• [EXERCISE]: Lines below starting with the line with "Self::default()" and going on through the line with "already computed fingerprint." must be output exactly; the rest of the records must be left out.

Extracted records
········

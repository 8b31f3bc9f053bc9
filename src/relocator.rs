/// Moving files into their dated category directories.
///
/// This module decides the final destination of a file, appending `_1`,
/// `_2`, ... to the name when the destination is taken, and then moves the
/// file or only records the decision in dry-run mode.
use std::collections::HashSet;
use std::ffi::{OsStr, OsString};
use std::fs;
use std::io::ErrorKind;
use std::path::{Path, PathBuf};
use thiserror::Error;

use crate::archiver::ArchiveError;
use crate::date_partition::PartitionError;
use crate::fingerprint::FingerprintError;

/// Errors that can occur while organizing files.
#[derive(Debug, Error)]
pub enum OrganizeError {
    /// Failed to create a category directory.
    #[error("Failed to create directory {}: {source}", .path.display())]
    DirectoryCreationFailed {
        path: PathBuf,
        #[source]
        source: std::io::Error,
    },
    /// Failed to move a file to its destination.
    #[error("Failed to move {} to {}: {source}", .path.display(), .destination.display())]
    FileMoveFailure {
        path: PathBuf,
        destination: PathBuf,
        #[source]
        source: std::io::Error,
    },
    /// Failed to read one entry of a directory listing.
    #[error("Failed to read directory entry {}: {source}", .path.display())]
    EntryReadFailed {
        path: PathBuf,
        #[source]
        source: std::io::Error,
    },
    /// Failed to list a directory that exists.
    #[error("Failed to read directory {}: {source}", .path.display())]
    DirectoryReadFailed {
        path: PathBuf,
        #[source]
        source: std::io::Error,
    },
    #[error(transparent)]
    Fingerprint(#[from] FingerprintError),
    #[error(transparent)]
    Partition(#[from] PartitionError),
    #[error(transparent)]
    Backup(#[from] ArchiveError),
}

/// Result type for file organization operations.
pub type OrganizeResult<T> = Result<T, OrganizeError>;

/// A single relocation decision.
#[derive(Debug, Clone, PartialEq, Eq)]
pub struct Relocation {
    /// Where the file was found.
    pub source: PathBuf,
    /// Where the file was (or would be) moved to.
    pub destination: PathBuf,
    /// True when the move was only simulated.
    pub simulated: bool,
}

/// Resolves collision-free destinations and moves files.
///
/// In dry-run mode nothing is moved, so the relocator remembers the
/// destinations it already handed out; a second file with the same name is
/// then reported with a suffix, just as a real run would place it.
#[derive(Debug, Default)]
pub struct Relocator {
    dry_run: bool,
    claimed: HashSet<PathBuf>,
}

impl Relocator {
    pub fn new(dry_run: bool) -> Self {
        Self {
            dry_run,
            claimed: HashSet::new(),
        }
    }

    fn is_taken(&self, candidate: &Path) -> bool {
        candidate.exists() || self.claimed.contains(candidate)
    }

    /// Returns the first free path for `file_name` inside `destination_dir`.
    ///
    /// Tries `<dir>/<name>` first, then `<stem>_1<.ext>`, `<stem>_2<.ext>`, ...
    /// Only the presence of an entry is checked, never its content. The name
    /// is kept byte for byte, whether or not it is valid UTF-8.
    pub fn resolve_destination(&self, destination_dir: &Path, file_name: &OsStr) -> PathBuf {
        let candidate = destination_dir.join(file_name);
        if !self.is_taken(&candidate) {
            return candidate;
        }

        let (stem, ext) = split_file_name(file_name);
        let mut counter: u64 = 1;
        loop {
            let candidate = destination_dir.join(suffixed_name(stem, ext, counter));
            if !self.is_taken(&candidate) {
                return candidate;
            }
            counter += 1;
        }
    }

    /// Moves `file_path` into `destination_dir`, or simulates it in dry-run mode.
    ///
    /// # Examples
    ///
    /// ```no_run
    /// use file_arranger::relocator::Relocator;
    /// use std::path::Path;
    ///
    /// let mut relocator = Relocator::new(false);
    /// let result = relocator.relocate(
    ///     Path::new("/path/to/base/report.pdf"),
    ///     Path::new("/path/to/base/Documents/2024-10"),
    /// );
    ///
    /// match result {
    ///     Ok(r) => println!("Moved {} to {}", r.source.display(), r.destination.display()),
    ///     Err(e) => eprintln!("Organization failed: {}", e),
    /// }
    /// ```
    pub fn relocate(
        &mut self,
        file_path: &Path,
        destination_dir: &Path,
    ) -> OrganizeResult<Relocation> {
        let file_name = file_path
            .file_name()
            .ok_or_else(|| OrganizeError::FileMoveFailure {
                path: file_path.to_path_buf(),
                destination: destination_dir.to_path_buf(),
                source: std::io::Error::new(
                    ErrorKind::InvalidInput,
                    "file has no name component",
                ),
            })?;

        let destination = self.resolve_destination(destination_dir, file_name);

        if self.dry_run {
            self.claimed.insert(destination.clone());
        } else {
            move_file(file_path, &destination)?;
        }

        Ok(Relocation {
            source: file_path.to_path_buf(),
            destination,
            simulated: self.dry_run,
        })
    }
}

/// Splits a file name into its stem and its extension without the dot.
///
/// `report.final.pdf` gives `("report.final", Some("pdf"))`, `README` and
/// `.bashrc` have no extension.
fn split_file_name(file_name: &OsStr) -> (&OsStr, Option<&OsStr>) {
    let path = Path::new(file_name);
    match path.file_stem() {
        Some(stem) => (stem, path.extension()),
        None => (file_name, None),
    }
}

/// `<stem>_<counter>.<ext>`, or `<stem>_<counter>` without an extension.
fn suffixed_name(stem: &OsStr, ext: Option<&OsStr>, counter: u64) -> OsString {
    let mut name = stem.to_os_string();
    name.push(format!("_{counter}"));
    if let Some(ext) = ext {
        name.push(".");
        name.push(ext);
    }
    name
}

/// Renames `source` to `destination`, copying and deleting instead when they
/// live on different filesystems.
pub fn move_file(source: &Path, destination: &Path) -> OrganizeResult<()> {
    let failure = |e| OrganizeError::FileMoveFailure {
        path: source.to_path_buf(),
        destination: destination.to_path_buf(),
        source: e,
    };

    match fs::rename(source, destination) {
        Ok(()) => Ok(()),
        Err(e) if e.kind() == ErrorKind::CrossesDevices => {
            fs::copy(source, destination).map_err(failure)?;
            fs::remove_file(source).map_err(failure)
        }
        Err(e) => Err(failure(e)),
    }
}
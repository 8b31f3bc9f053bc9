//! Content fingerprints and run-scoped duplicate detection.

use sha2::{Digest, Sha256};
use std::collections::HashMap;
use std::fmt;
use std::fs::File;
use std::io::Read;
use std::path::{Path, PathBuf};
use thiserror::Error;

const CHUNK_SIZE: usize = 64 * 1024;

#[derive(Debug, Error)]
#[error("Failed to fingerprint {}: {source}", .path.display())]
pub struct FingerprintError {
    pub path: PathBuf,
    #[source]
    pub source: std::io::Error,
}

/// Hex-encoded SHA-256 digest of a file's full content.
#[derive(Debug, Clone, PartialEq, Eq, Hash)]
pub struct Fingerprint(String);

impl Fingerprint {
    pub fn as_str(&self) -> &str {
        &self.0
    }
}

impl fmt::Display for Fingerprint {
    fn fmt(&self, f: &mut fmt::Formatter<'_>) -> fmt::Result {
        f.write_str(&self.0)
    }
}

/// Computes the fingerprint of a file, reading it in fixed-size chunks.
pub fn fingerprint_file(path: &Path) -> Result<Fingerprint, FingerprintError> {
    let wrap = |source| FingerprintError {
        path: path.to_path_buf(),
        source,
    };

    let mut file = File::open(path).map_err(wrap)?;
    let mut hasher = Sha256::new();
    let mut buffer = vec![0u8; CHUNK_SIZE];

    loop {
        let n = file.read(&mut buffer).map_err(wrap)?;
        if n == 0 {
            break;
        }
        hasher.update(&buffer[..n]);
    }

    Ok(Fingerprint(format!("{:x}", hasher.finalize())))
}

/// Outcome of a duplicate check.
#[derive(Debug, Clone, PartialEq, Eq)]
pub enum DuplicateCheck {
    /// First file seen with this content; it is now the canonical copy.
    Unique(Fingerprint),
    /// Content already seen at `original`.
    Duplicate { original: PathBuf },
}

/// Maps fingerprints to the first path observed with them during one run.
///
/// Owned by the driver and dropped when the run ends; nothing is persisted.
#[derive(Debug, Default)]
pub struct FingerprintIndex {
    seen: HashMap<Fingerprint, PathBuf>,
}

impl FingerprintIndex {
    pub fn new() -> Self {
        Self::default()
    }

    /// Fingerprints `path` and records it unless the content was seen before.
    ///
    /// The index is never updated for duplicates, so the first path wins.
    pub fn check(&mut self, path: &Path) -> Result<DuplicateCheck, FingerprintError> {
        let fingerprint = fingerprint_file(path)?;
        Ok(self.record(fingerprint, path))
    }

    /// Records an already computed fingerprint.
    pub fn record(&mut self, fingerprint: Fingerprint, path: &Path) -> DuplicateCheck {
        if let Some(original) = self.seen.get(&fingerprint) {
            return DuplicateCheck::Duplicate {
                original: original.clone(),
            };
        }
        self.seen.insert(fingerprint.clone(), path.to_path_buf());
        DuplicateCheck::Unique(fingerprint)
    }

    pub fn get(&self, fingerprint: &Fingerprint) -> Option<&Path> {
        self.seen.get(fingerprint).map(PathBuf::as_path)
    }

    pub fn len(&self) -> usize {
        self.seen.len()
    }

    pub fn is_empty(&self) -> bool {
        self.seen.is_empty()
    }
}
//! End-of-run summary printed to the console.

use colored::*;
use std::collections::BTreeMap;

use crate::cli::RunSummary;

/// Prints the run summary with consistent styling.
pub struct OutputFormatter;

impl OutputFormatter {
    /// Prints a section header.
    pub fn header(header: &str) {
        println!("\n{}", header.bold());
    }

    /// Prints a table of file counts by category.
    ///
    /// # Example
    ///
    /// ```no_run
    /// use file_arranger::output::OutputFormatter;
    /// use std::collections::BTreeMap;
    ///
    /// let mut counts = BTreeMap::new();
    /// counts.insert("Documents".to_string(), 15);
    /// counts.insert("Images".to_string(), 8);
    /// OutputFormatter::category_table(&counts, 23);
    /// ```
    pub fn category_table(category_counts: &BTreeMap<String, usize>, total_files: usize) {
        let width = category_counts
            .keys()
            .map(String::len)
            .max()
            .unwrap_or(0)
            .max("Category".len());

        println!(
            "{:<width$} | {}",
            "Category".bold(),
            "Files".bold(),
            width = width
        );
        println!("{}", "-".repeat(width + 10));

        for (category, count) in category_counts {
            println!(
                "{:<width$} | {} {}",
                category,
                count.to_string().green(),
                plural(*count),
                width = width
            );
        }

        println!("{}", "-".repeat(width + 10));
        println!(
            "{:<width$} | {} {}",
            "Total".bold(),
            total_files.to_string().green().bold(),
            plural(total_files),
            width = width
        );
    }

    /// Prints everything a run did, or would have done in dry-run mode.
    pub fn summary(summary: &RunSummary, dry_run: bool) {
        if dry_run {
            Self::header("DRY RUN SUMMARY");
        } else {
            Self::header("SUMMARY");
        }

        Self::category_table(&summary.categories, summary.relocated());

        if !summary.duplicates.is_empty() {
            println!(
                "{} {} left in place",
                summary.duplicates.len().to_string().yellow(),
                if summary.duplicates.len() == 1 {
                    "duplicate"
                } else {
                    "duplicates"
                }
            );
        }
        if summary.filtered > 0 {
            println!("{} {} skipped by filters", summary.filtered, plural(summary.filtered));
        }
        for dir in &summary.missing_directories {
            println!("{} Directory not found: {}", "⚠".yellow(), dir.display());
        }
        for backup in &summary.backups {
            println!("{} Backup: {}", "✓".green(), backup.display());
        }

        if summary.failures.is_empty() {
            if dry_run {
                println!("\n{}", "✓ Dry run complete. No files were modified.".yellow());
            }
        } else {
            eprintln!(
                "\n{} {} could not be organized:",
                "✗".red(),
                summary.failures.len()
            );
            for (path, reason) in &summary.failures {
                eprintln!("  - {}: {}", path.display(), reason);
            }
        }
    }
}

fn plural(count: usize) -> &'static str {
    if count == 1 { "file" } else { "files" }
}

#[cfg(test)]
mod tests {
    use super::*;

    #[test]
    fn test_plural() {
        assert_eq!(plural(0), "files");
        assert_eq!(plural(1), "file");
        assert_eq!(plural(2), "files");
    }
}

········

• [COMPLETED EXERCISE]:
        Self::default()
    }

    /// Fingerprints `path` and records it unless the content was seen before.
    ///
    /// The index is never updated for duplicates, so the first path wins.
    pub fn check(&mut self, path: &Path) -> Result<DuplicateCheck, FingerprintError> {
        let fingerprint = fingerprint_file(path)?;
        Ok(self.record(fingerprint, path))
    }

    /// Records an already computed fingerprint.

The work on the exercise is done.